• [SUPPLIED DATA]:
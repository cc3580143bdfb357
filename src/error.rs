//! Custom error types for Dogwood
//!
//! This module defines the error hierarchy for the application using thiserror
//! for ergonomic error definitions. Library lookups never fail with these
//! errors; a missing catalogue entry is an `Option::None`. The variants here
//! cover the outer surfaces: files, exports and identifiers typed by a user.

use thiserror::Error;

/// The main error type for Dogwood operations
#[derive(Error, Debug)]
pub enum DogwoodError {
    /// Configuration-related errors
    #[error("Configuration error: {0}")]
    Config(String),

    /// File I/O errors
    #[error("I/O error: {0}")]
    Io(String),

    /// JSON serialization/deserialization errors
    #[error("JSON error: {0}")]
    Json(String),

    /// YAML serialization/deserialization errors
    #[error("YAML error: {0}")]
    Yaml(String),

    /// Validation errors for registry data and user input
    #[error("Validation error: {0}")]
    Validation(String),

    /// Entity not found errors
    #[error("{entity_type} not found: {identifier}")]
    NotFound {
        entity_type: &'static str,
        identifier: String,
    },

    /// Duplicate key errors (e.g. two components sharing a slug)
    #[error("{entity_type} already exists: {identifier}")]
    Duplicate {
        entity_type: &'static str,
        identifier: String,
    },

    /// Export errors
    #[error("Export error: {0}")]
    Export(String),

    /// Import errors (unreadable or invalid catalogue exports)
    #[error("Import error: {0}")]
    Import(String),

    /// TUI errors
    #[error("TUI error: {0}")]
    Tui(String),
}

impl DogwoodError {
    /// Create a "not found" error for components
    pub fn component_not_found(identifier: impl Into<String>) -> Self {
        Self::NotFound {
            entity_type: "Component",
            identifier: identifier.into(),
        }
    }

    /// Create a "not found" error for patterns
    pub fn pattern_not_found(identifier: impl Into<String>) -> Self {
        Self::NotFound {
            entity_type: "Pattern",
            identifier: identifier.into(),
        }
    }

    /// Create a "not found" error for template categories
    pub fn template_category_not_found(identifier: impl Into<String>) -> Self {
        Self::NotFound {
            entity_type: "Template category",
            identifier: identifier.into(),
        }
    }

    /// Create a "not found" error for colour families
    pub fn color_family_not_found(identifier: impl Into<String>) -> Self {
        Self::NotFound {
            entity_type: "Color family",
            identifier: identifier.into(),
        }
    }

    /// Check if this is a "not found" error
    pub fn is_not_found(&self) -> bool {
        matches!(self, Self::NotFound { .. })
    }

    /// Check if this is a validation error
    pub fn is_validation(&self) -> bool {
        matches!(self, Self::Validation(_))
    }
}

impl From<std::io::Error> for DogwoodError {
    fn from(err: std::io::Error) -> Self {
        Self::Io(err.to_string())
    }
}

impl From<serde_json::Error> for DogwoodError {
    fn from(err: serde_json::Error) -> Self {
        Self::Json(err.to_string())
    }
}

impl From<serde_yaml::Error> for DogwoodError {
    fn from(err: serde_yaml::Error) -> Self {
        Self::Yaml(err.to_string())
    }
}

/// Result type alias for Dogwood operations
pub type DogwoodResult<T> = Result<T, DogwoodError>;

• [AIM OF THE EXERCISE]:
Copy out each line from the listing that contains the string "exports".

• [EXERCISE SOLUTION]:
//! cover the outer surfaces: files, exports and identifiers typed by a user.
    /// Import errors (unreadable or invalid catalogue exports)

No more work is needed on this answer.